## Action item
List all lines of the data that include the string "Result".

## Records for this task
____________

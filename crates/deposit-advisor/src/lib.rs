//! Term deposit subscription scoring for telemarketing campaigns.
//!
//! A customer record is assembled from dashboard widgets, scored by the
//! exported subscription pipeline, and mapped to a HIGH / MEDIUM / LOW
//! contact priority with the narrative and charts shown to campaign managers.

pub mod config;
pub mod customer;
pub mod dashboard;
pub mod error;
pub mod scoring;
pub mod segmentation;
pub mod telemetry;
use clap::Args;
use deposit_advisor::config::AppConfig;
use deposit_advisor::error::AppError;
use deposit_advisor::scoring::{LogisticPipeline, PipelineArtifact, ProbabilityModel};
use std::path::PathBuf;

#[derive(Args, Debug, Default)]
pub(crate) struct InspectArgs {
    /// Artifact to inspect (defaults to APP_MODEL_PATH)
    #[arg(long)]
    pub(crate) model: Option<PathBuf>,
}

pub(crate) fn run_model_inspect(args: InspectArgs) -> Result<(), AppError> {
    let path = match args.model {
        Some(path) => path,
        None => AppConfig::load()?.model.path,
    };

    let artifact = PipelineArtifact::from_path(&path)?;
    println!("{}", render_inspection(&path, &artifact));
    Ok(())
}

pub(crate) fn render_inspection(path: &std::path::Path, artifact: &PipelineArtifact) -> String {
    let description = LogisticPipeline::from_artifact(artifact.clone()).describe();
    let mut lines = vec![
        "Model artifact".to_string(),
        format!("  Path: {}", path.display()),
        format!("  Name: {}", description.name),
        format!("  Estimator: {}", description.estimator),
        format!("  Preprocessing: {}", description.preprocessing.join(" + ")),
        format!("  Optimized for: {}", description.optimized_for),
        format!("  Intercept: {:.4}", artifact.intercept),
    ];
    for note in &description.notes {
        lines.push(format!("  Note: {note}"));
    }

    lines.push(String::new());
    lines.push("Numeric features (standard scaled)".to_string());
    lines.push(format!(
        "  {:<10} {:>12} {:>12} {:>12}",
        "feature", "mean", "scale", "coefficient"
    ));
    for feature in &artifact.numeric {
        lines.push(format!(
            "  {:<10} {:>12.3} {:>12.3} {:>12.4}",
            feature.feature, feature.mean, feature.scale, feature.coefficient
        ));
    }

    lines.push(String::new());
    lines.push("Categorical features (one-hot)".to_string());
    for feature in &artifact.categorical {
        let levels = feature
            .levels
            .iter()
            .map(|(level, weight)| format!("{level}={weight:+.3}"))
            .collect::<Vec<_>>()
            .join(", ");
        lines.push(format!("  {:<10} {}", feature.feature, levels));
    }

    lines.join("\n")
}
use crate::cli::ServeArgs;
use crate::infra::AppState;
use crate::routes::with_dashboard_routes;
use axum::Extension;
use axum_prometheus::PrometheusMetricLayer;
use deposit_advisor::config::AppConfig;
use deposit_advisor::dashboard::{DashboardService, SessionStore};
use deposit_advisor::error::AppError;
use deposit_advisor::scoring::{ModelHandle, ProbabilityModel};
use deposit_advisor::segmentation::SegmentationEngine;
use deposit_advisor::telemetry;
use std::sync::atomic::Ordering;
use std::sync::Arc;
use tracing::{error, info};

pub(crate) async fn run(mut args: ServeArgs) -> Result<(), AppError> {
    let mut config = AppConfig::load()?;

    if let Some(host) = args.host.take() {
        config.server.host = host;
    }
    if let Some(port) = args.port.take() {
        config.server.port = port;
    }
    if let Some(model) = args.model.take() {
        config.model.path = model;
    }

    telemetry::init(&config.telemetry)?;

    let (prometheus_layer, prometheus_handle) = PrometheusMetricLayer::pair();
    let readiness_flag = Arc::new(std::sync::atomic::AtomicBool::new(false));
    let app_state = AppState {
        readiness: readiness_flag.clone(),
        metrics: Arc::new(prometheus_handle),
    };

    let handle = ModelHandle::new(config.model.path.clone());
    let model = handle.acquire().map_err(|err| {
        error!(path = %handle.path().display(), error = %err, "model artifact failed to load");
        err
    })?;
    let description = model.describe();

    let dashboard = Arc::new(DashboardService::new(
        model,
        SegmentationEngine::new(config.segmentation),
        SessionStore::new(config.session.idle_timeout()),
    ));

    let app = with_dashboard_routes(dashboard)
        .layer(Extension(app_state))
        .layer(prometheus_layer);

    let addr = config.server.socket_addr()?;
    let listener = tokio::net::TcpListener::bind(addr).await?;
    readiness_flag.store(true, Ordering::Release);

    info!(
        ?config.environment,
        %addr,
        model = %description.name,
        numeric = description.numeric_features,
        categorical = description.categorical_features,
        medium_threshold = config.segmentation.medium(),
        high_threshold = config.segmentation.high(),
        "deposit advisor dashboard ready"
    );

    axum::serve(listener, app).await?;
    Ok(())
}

____________

## Worked solution
pub(crate) fn run_model_inspect(args: InspectArgs) -> Result<(), AppError> {
pub(crate) async fn run(mut args: ServeArgs) -> Result<(), AppError> {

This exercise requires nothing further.